mod common;

use axum::body::Body;
use axum::http::{Request, StatusCode};
use common::{CLASSMATE_CODE, OUTSIDER_CODE, STUDENT_CODE, error_message, setup_test_app};
use registrar::modules::enrollments::service::{
    ALREADY_ENROLLED, ENROLLMENT_NOT_FOUND, INVALID_TIME_TO_ENROLL, NOT_YOUR_PROGRAM,
};
use registrar_db::RecordStore;
use registrar_models::{EnrollmentId, SessionOfferingId};
use serde_json::json;
use tower::ServiceExt;

#[tokio::test]
async fn test_enroll_creates_enrollment_and_result_placeholder() {
    let t = setup_test_app().await;
    let session = t.login_student(STUDENT_CODE).await;

    let (status, body) = t
        .send(
            "POST",
            "/api/v1/student-enrolls",
            Some(&session),
            Some(json!({ "session_id": t.fx.offering })),
        )
        .await;

    assert_eq!(status, StatusCode::CREATED);
    let data = &body["data"];
    assert_eq!(data["student_id"], json!(t.fx.student));
    assert_eq!(data["session_offering_id"], json!(t.fx.offering));
    assert_eq!(data["session"]["id"], json!(t.fx.offering));
    assert_eq!(data["student"]["student_code"], STUDENT_CODE);
    assert_eq!(data["created_by"], json!(t.fx.student));

    let (status, body) = t.send("GET", "/api/v1/student/results", Some(&session), None).await;
    assert_eq!(status, StatusCode::OK);
    let results = body["data"].as_array().unwrap();
    assert_eq!(results.len(), 1);
    assert_eq!(results[0]["enrollment_id"], data["id"]);
    assert!(results[0]["marks"].is_null());
    assert!(results[0]["grade"].is_null());
}

#[tokio::test]
async fn test_duplicate_enrollment_is_rejected() {
    let t = setup_test_app().await;
    t.enroll(STUDENT_CODE, t.fx.offering).await;
    let session = t.login_student(STUDENT_CODE).await;

    let (status, body) = t
        .send(
            "POST",
            "/api/v1/student-enrolls",
            Some(&session),
            Some(json!({ "session_id": t.fx.offering })),
        )
        .await;

    assert_eq!(status, StatusCode::INTERNAL_SERVER_ERROR);
    assert_eq!(error_message(&body), ALREADY_ENROLLED);
    assert_eq!(t.store.enrollment_history(t.fx.student).await.len(), 1);
}

#[tokio::test]
async fn test_concurrent_enrollments_admit_exactly_one() {
    let t = setup_test_app().await;
    let session = t.login_student(STUDENT_CODE).await;
    let payload = serde_json::to_vec(&json!({ "session_id": t.fx.offering })).unwrap();

    let attempts: Vec<_> = (0..8)
        .map(|_| {
            let app = t.app.clone();
            let request = Request::builder()
                .method("POST")
                .uri("/api/v1/student-enrolls")
                .header("session", &session)
                .header("content-type", "application/json")
                .body(Body::from(payload.clone()))
                .unwrap();
            tokio::spawn(async move { app.oneshot(request).await.unwrap().status() })
        })
        .collect();

    let mut created = 0;
    for attempt in attempts {
        match attempt.await.unwrap() {
            StatusCode::CREATED => created += 1,
            other => assert_eq!(other, StatusCode::INTERNAL_SERVER_ERROR),
        }
    }

    assert_eq!(created, 1);
    assert_eq!(t.store.enrollment_history(t.fx.student).await.len(), 1);
}

#[tokio::test]
async fn test_enrollment_outside_window_is_rejected() {
    let t = setup_test_app().await;
    let session = t.login_student(STUDENT_CODE).await;

    let (status, body) = t
        .send(
            "POST",
            "/api/v1/student-enrolls",
            Some(&session),
            Some(json!({ "session_id": t.fx.closed_offering })),
        )
        .await;

    assert_eq!(status, StatusCode::INTERNAL_SERVER_ERROR);
    assert_eq!(error_message(&body), INVALID_TIME_TO_ENROLL);
    assert!(t.store.enrollment_history(t.fx.student).await.is_empty());
}

#[tokio::test]
async fn test_enrollment_into_other_program_is_rejected() {
    let t = setup_test_app().await;
    let session = t.login_student(OUTSIDER_CODE).await;

    let (status, body) = t
        .send(
            "POST",
            "/api/v1/student-enrolls",
            Some(&session),
            Some(json!({ "session_id": t.fx.offering })),
        )
        .await;

    assert_eq!(status, StatusCode::INTERNAL_SERVER_ERROR);
    assert_eq!(error_message(&body), NOT_YOUR_PROGRAM);
}

#[tokio::test]
async fn test_unknown_offering_is_internal_error() {
    let t = setup_test_app().await;
    let session = t.login_student(STUDENT_CODE).await;

    let (status, body) = t
        .send(
            "POST",
            "/api/v1/student-enrolls",
            Some(&session),
            Some(json!({ "session_id": SessionOfferingId::new() })),
        )
        .await;

    assert_eq!(status, StatusCode::INTERNAL_SERVER_ERROR);
    assert_eq!(error_message(&body), "Internal Server Error");
}

#[tokio::test]
async fn test_malformed_enroll_body_is_bad_request() {
    let t = setup_test_app().await;
    let session = t.login_student(STUDENT_CODE).await;

    let (status, _) = t
        .send(
            "POST",
            "/api/v1/student-enrolls",
            Some(&session),
            Some(json!({ "session_id": "not-a-uuid" })),
        )
        .await;

    assert_eq!(status, StatusCode::BAD_REQUEST);
}

#[tokio::test]
async fn test_withdraw_cascades_and_allows_reenrollment() {
    let t = setup_test_app().await;
    let enrollment_id = t.enroll(STUDENT_CODE, t.fx.offering).await;
    let admin = t.login_admin().await;
    let student = t.login_student(STUDENT_CODE).await;
    let uri = format!("/api/v1/student-enrolls/{enrollment_id}");

    let (status, _) = t.send("DELETE", &uri, Some(&admin), None).await;
    assert_eq!(status, StatusCode::OK);

    let (status, body) = t.send("GET", &uri, Some(&student), None).await;
    assert_eq!(status, StatusCode::NOT_FOUND);
    assert_eq!(error_message(&body), ENROLLMENT_NOT_FOUND);

    let id: EnrollmentId = enrollment_id.parse().unwrap();
    assert!(t.store.list_results_by_enrollment(id).await.unwrap().is_empty());
    assert!(t.store.result_history(id).await.iter().all(|r| r.is_delete));

    let (_, body) = t.send("GET", "/api/v1/student/results", Some(&student), None).await;
    assert_eq!(body["data"], json!([]));

    let again = t.enroll(STUDENT_CODE, t.fx.offering).await;
    assert_ne!(again, enrollment_id);
}

#[tokio::test]
async fn test_withdrawing_twice_is_not_found() {
    let t = setup_test_app().await;
    let enrollment_id = t.enroll(STUDENT_CODE, t.fx.offering).await;
    let admin = t.login_admin().await;
    let uri = format!("/api/v1/student-enrolls/{enrollment_id}");

    let (status, _) = t.send("DELETE", &uri, Some(&admin), None).await;
    assert_eq!(status, StatusCode::OK);
    let (status, body) = t.send("DELETE", &uri, Some(&admin), None).await;

    assert_eq!(status, StatusCode::NOT_FOUND);
    assert_eq!(error_message(&body), ENROLLMENT_NOT_FOUND);
}

#[tokio::test]
async fn test_get_enrollment_returns_nested_response() {
    let t = setup_test_app().await;
    let enrollment_id = t.enroll(STUDENT_CODE, t.fx.offering).await;
    let lecturer = t.login_lecturer().await;

    let (status, body) = t
        .send(
            "GET",
            &format!("/api/v1/student-enrolls/{enrollment_id}"),
            Some(&lecturer),
            None,
        )
        .await;

    assert_eq!(status, StatusCode::OK);
    assert_eq!(body["data"]["id"], enrollment_id.as_str());
    assert_eq!(body["data"]["session"]["id"], json!(t.fx.offering));
    assert_eq!(body["data"]["student"]["student_code"], STUDENT_CODE);
}

#[tokio::test]
async fn test_student_lists_only_own_enrollments() {
    let t = setup_test_app().await;
    let mine = t.enroll(STUDENT_CODE, t.fx.offering).await;
    t.enroll(STUDENT_CODE, t.fx.foreign_offering).await;
    t.enroll(CLASSMATE_CODE, t.fx.offering).await;
    let session = t.login_student(STUDENT_CODE).await;

    let (status, body) = t
        .send("GET", "/api/v1/student/student-enrolls", Some(&session), None)
        .await;
    assert_eq!(status, StatusCode::OK);
    let listed = body["data"].as_array().unwrap();
    assert_eq!(listed.len(), 2);
    assert!(listed.iter().all(|e| e["student_id"] == json!(t.fx.student)));
    assert_eq!(listed[0]["id"], mine.as_str());

    let (_, body) = t
        .send("GET", "/api/v1/student/student-enrolls?limit=1&dir=desc", Some(&session), None)
        .await;
    let listed = body["data"].as_array().unwrap();
    assert_eq!(listed.len(), 1);
    assert_ne!(listed[0]["id"], mine.as_str());
}

#[tokio::test]
async fn test_lecturer_lists_enrollments_of_own_offering_only() {
    let t = setup_test_app().await;
    t.enroll(STUDENT_CODE, t.fx.offering).await;
    t.enroll(CLASSMATE_CODE, t.fx.offering).await;
    let lecturer = t.login_lecturer().await;

    let (status, body) = t
        .send(
            "GET",
            &format!("/api/v1/lecturer/sessions/{}/student-enrolls", t.fx.offering),
            Some(&lecturer),
            None,
        )
        .await;
    assert_eq!(status, StatusCode::OK);
    assert_eq!(body["data"].as_array().unwrap().len(), 2);

    let (status, body) = t
        .send(
            "GET",
            &format!("/api/v1/lecturer/sessions/{}/student-enrolls", t.fx.foreign_offering),
            Some(&lecturer),
            None,
        )
        .await;
    assert_eq!(status, StatusCode::FORBIDDEN);
    assert_eq!(error_message(&body), "This Session Is Not Yours");

    let (status, _) = t
        .send(
            "GET",
            &format!("/api/v1/lecturer/sessions/{}/student-enrolls", SessionOfferingId::new()),
            Some(&lecturer),
            None,
        )
        .await;
    assert_eq!(status, StatusCode::NOT_FOUND);
}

> **EXERCISE PROMPT**
For the records above, state the number of lines that contain "sessions", and provide nothing further.

> **YOUR SOLUTION**
3